Inheritance trees are amazingly helpful for Solidity developers

http://upstate.agency/smart-contracts

As we know, the Solidity programming language supports multiple inheritance. This is very powerful yet it can also be confusing: the more complexity you introduce to your distributed applications (dApps) through multiple inheritance, the greater your application’s attack surface is. Not only that, if you have a big complicated dApp, it can be difficult to track all of the relationships between your smart contracts. It’s therefore important to thoroughly document how your dApp works and the interrelationships between its smart contracts. Inheritance trees are an effective way to do this.

What are inheritance trees

Inheritance trees when used in the context of contract-oriented programming languages like Solidity, are visual representations that depict the associations between smart contracts. They’re effective because they take something complex at an abstract level and present it in a simple and logical, physical representation.

An example inheritance tree for OpenZeppelin’s ERC20 contracts

OpenZeppelin is a “battle-tested” open source framework comprised of reusable Ethereum smart contracts. The framework helps smart contract developers reduce the risk of vulnerabilities in their dApps by using standard, tested, community-reviewed code. Today, its smart contracts power over $4.5 billion worth of digital assets. We recently shared lessons learned from contributing to the project.

The core development principles and strategies that OpenZeppelin uses are based on: security in depth, simple and modular code, clarity-driven naming conventions, comprehensive unit testing, pre-and-post-condition sanity checks, code consistency, and regular audits.

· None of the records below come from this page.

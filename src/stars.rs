use crate::model::Beatmap;
use crate::osu::{OsuDifficultyAttributes, OsuStars};
use crate::{ensure_std, CalculateResult};

use std::fmt;

/// Difficulty calculator that dispatches on the map's mode.
///
/// Only osu!standard has a registered calculator; other modes are
/// rejected when the calculator is created.
#[derive(Clone, Debug)]
pub enum AnyStars<'m> {
    Osu(OsuStars<'m>),
}

impl<'m> AnyStars<'m> {
    #[inline]
    pub fn new(map: &'m Beatmap) -> CalculateResult<Self> {
        ensure_std(map)?;

        Ok(Self::Osu(OsuStars::new(map)))
    }

    #[inline]
    pub fn mods(self, mods: u32) -> Self {
        match self {
            Self::Osu(calculator) => Self::Osu(calculator.mods(mods)),
        }
    }

    #[inline]
    pub fn calculate(self) -> DifficultyAttributes {
        match self {
            Self::Osu(calculator) => DifficultyAttributes::Osu(calculator.calculate()),
        }
    }
}

/// The result of a difficulty calculation, dispatched on the map's mode.
#[derive(Clone, Debug, PartialEq)]
pub enum DifficultyAttributes {
    Osu(OsuDifficultyAttributes),
}

impl DifficultyAttributes {
    /// The final star value.
    #[inline]
    pub fn stars(&self) -> f64 {
        match self {
            Self::Osu(attributes) => attributes.stars,
        }
    }

    #[inline]
    pub fn max_combo(&self) -> u32 {
        match self {
            Self::Osu(attributes) => attributes.max_combo,
        }
    }
}

impl fmt::Display for DifficultyAttributes {
    fn fmt(&self, f: &mut fmt::Formatter<'_>) -> fmt::Result {
        match self {
            Self::Osu(attributes) => fmt::Display::fmt(attributes, f),
        }
    }
}
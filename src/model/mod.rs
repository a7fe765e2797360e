//! The in-memory beatmap representation all calculators consume.
//!
//! Building these structures from an `.osu` file is the job of an external
//! parser; everything in here is read-only once constructed.

mod control_point;
mod hit_object;
mod pos2;

pub use control_point::TimingPoint;
pub use hit_object::{HitObject, HitObjectKind};
pub use pos2::Pos2;

/// The mode of a [`Beatmap`].
#[derive(Copy, Clone, Debug, Hash, PartialEq, Eq)]
pub enum GameMode {
    STD = 0,
    TKO = 1,
    CTB = 2,
    MNA = 3,
}

impl Default for GameMode {
    fn default() -> Self {
        Self::STD
    }
}

/// Partial beatmap with just enough data for difficulty and pp calculation.
///
/// Hit objects and timing points are expected in ascending order of time;
/// the calculators rely on that ordering and never re-sort.
#[derive(Clone, Default, Debug)]
pub struct Beatmap {
    pub mode: GameMode,
    /// The `.osu` format version.
    pub version: u8,

    pub n_circles: u32,
    pub n_sliders: u32,
    pub n_spinners: u32,

    pub ar: f32,
    pub od: f32,
    pub cs: f32,
    pub hp: f32,
    /// Base slider velocity multiplier.
    pub sv: f32,
    pub tick_rate: f32,

    pub hit_objects: Vec<HitObject>,
    pub timing_points: Vec<TimingPoint>,
}

impl Beatmap {
    /// Approximate the map's max combo.
    ///
    /// Circles and spinners contribute one combo each, sliders contribute
    /// head, tail, repeats, and ticks. Ticks are estimated by dividing the
    /// total distance travelled by the playfield pixels per beat of the
    /// active timing section.
    pub fn max_combo(&self) -> u32 {
        let mut combo = self.n_circles + self.n_spinners;

        let base_px_per_beat = f64::from(self.sv) * 100.0;
        let mut px_per_beat = base_px_per_beat;
        let mut points = self.timing_points.iter().peekable();
        let mut first_point = true;

        for h in self.hit_objects.iter() {
            let (pixel_len, repeats) = match h.kind {
                HitObjectKind::Slider { pixel_len, repeats } => (pixel_len, repeats),
                _ => continue,
            };

            // advance to the timing point active at the slider's start;
            // the first point applies from the beginning of the map
            while let Some(point) = points.peek() {
                if !first_point && h.start_time < point.time {
                    break;
                }

                first_point = false;

                let sv_multiplier = if !point.change && point.beat_len < 0.0 {
                    -100.0 / point.beat_len
                } else {
                    1.0
                };

                // old formats don't apply the multiplier to slider ticks
                px_per_beat = if self.version >= 8 {
                    base_px_per_beat * sv_multiplier
                } else {
                    base_px_per_beat
                };

                points.next();
            }

            let spans = repeats as f64;
            let beats = pixel_len * spans / px_per_beat;

            // the epsilon prevents accidental ceiling of whole beat counts
            // that picked up rounding errors
            let mut ticks = ((beats - 0.1) / spans * f64::from(self.tick_rate)).ceil() as i64 - 1;
            ticks *= repeats as i64;
            ticks += repeats as i64 + 1;

            combo += ticks.max(0) as u32;
        }

        combo
    }
}
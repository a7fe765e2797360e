//! osu!standard difficulty and pp calculation.
//!
//! Everything in here implements the classic ppv2 algorithm; sliders only
//! contribute their head position so slider velocity never affects strain.

mod accuracy;
mod difficulty_object;
mod pp;
mod skill;
mod skill_kind;
mod stats;

pub use accuracy::Accuracy;
pub use pp::{OsuAttributeProvider, OsuPerformanceAttributes, OsuPP};
pub use stats::{BeatmapStats, StatsCache};

use difficulty_object::DifficultyObject;
use skill::Skill;
use skill_kind::SkillKind;

use crate::model::{Beatmap, GameMode, Pos2};
use crate::{CalculateError, CalculateResult, Mods};

use std::fmt;

const SECTION_LEN: f64 = 400.0;
const STAR_SCALING_FACTOR: f64 = 0.0675;
const EXTREME_SCALING_FACTOR: f64 = 0.5;

const PLAYFIELD_WIDTH: f32 = 512.0;
const PLAYFIELD_CENTER: Pos2 = Pos2 { x: 256.0, y: 192.0 };
const CIRCLESIZE_BUFF_THRESHOLD: f32 = 30.0;
const NORMALIZED_RADIUS: f32 = 52.0;

/// 1/2 note interval at 240 BPM, in milliseconds.
const DEFAULT_SINGLETAP_THRESHOLD: f64 = 125.0;

/// Difficulty calculator for osu!standard maps.
///
/// # Example
///
/// ```no_run
/// # use osu_ppv2::{model::Beatmap, Mods, OsuStars};
/// # let map = Beatmap::default();
/// let attributes = OsuStars::new(&map).mods(u32::HD | u32::DT).calculate();
/// println!("{}", attributes);
/// ```
#[derive(Clone, Debug)]
pub struct OsuStars<'m> {
    map: &'m Beatmap,
    mods: u32,
    singletap_threshold: f64,
}

impl<'m> OsuStars<'m> {
    #[inline]
    pub fn new(map: &'m Beatmap) -> Self {
        Self {
            map,
            mods: 0,
            singletap_threshold: DEFAULT_SINGLETAP_THRESHOLD,
        }
    }

    #[inline]
    pub fn mods(mut self, mods: u32) -> Self {
        self.mods = mods;

        self
    }

    /// Interval in milliseconds below which consecutive notes are
    /// considered too fast to singletap.
    #[inline]
    pub fn singletap_threshold(mut self, threshold: f64) -> Self {
        self.singletap_threshold = threshold;

        self
    }

    pub fn calculate(self) -> OsuDifficultyAttributes {
        stars(self.map, self.mods, self.singletap_threshold)
    }
}

/// Normalize positions on the circle radius so that strain can be
/// calculated as if every map had the same circle size.
fn scaling_factor(cs: f32) -> f32 {
    let radius = (PLAYFIELD_WIDTH / 16.0) * (1.0 - 0.7 * (cs - 5.0) / 5.0);
    let mut scaling_factor = NORMALIZED_RADIUS / radius;

    // small circle bonus
    if radius < CIRCLESIZE_BUFF_THRESHOLD {
        scaling_factor *= 1.0 + (CIRCLESIZE_BUFF_THRESHOLD - radius).min(5.0) / 50.0;
    }

    scaling_factor
}

fn stars(map: &Beatmap, mods: u32, singletap_threshold: f64) -> OsuDifficultyAttributes {
    let stats = BeatmapStats::new(
        f64::from(map.ar),
        f64::from(map.od),
        f64::from(map.cs),
        f64::from(map.hp),
    )
    .with_mods(mods);

    let mut attributes = OsuDifficultyAttributes {
        ar: stats.ar,
        od: stats.od,
        cs: stats.cs,
        hp: stats.hp,
        n_circles: map.n_circles,
        n_sliders: map.n_sliders,
        n_spinners: map.n_spinners,
        max_combo: map.max_combo(),
        mods,
        ..Default::default()
    };

    if map.hit_objects.is_empty() {
        return attributes;
    }

    let scale = scaling_factor(stats.cs as f32);
    let norm_center = PLAYFIELD_CENTER * scale;

    let norm_positions: Vec<Pos2> = map
        .hit_objects
        .iter()
        .map(|h| {
            if h.is_spinner() {
                norm_center
            } else if h.is_circle() || h.is_slider() {
                h.pos * scale
            } else {
                log::warn!("unknown object kind {:?}, substituting origin", h.kind);

                Pos2::zero()
            }
        })
        .collect();

    let speed_mul = stats.speed_mul;
    let section_len = SECTION_LEN * speed_mul;

    let mut aim = Skill::new(SkillKind::Aim);
    let mut speed = Skill::new(SkillKind::Speed);

    // interval_end is not aligned to the first object; early objects can
    // produce empty leading sections
    let mut interval_end = section_len;

    while map.hit_objects[0].start_time > interval_end {
        aim.save_current_peak();
        aim.start_new_section_from(interval_end);

        speed.save_current_peak();
        speed.start_new_section_from(interval_end);

        interval_end += section_len;
    }

    let mut diff_objects = Vec::with_capacity(map.hit_objects.len().saturating_sub(1));

    for (i, h) in map.hit_objects.iter().enumerate().skip(1) {
        let diff_object = DifficultyObject::new(
            h,
            norm_positions[i],
            norm_positions[i - 1],
            map.hit_objects[i - 1].start_time,
            speed_mul,
        );

        while h.start_time > interval_end {
            aim.save_current_peak();
            aim.start_new_section_from(interval_end);

            speed.save_current_peak();
            speed.start_new_section_from(interval_end);

            interval_end += section_len;
        }

        aim.process(&diff_object);
        speed.process(&diff_object);

        diff_objects.push(diff_object);
    }

    // the last partial section is intentionally not flushed

    let mut aim_strain = aim.difficulty_value().sqrt() * STAR_SCALING_FACTOR;
    let speed_strain = speed.difficulty_value().sqrt() * STAR_SCALING_FACTOR;

    if mods.td() {
        aim_strain = aim_strain.powf(0.8);
    }

    // mixed so that heavily aim or speed focused maps get a bonus
    let stars = aim_strain
        + speed_strain
        + (speed_strain - aim_strain).abs() * EXTREME_SCALING_FACTOR;

    let mut n_singles = 0;
    let mut n_singles_threshold = 0;

    for diff_object in diff_objects.iter() {
        if diff_object.is_single {
            n_singles += 1;
        }

        if diff_object.positional && diff_object.delta >= singletap_threshold {
            n_singles_threshold += 1;
        }
    }

    attributes.aim_strain = aim_strain;
    attributes.speed_strain = speed_strain;
    attributes.stars = stars;
    attributes.n_singles = n_singles;
    attributes.n_singles_threshold = n_singles_threshold;

    attributes
}

/// Various data about the difficulty of an osu!standard map.
#[derive(Clone, Debug, Default, PartialEq)]
pub struct OsuDifficultyAttributes {
    pub stars: f64,
    pub aim_strain: f64,
    pub speed_strain: f64,

    pub ar: f64,
    pub od: f64,
    pub cs: f64,
    pub hp: f64,

    pub n_circles: u32,
    pub n_sliders: u32,
    pub n_spinners: u32,
    pub max_combo: u32,

    /// Amount of notes that are seen as singletaps by the difficulty
    /// calculator based on their spacing.
    pub n_singles: u32,
    /// Amount of notes whose interval to the previous note is at least
    /// the singletap threshold.
    pub n_singles_threshold: u32,

    pub mods: u32,
}

impl OsuDifficultyAttributes {
    #[inline]
    pub fn n_objects(&self) -> u32 {
        self.n_circles + self.n_sliders + self.n_spinners
    }
}

impl fmt::Display for OsuDifficultyAttributes {
    fn fmt(&self, f: &mut fmt::Formatter<'_>) -> fmt::Result {
        write!(
            f,
            "{:.2} stars ({:.2} aim, {:.2} speed)",
            self.stars, self.aim_strain, self.speed_strain
        )
    }
}

/// Shortcut for checking that a map is an osu!standard map.
pub(crate) fn ensure_std(map: &Beatmap) -> CalculateResult<()> {
    match map.mode {
        GameMode::STD => Ok(()),
        other => Err(CalculateError::UnsupportedMode(other)),
    }
}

OpenZeppelin has a collection of ERC20 token contracts that can be used in conjunction with one another to implement different token functionality. Here’s a list of the different ERC20 token contracts in OpenZeppelin coupled with brief descriptions of what each one does:

• IERC20 — ERC20 token interface
• ERC20 — Implementation of the basic standard token; acts as the base contract that can be extended using any of the following contracts
• ERC20Burnable — Token that can be irreversibly burned (destroyed). Inherits from ERC20
• ERC20Detailed — Token with a custom name, symbol, and predefined number of decimal points that it will support. Inherits from IERC20
• ERC20Mintable — Contract that provides ERC20 minting logic. Inherits from ERC20
• ERC20Capped — Mintable token with a token cap. Inherits from ERC20Mintable
• ERC20Pausable — ERC20 modified in order to support pausable transfers. Inherits from ERC20.
• SafeERC20 — Wrappers around ERC20 operations that revert on failure.
• TokenTimelock — TokenTimelock is a token holder contract that will allow a beneficiary to extract the tokens after a given release time

Here’s what an inheritance tree would look like for these contracts:

                ------------ IERC20 --------------
                |                                |
                v                                v
  --------------- ERC20 ---------------       ERC20Detailed 
  |                 |                 |
  v                 v                 v
ERC20Burnable   ERC20Pausable    ERC20Mintable
                                      |
                                      v
                                 ERC20Capped

You’ll notice all of OpenZeppelin’s ERC20 contracts inherit from the ERC20 interface. Interfaces are useful when it comes to designing larger scale dApps prior to their comprehensive implementations. They make it easy to facilitate extensibility in your dApps without introducing added complexity. You can learn more about interfaces and how they differ from abstract contracts here.

From there we have other contracts that inherit from the ERC20 base contract and extend its functionality. The added functionality includes the ability to burn ERC20 tokens, pause ERC20 token transfers, mint ERC20 tokens, and cap how many ERC20 tokens a particular ERC20 contract can mint.

Inheritance trees are particularly helpful when included in a dApp repo’s README. For instance, Tidbit is a library for oracles on Ethereum that was developed by Level K. Here’s how they’ve included an inheritance tree into their repo:

IOracle
   |
   v
OracleBase --------> BasicOracle ------> SignedOracle
   |                      |                   |
   v                      v                   v
PushOracleBase --> BasicPushOracle --> SignedPushOracle

It’d be nice to see more open source dApp projects doing the same.

Takeaways

• The Solidity programming language supports multiple inheritance. This is very powerful yet it can also lead to confusion among development teams— particularly in the context of larger dApps that are comprised of many different smart contracts.
• Inheritance trees are useful tools that can be used to visually depict associations between interacting smart contracts in complex dApps. They take something conceptually abstract and present it in a logical representation.
• Inheritance trees are lightweight and can be developed quickly. They significantly reduce complexity and mitigate risk.
• My hope is this article will encourage more smart contract developers to include inheritance trees in their project’s documentation.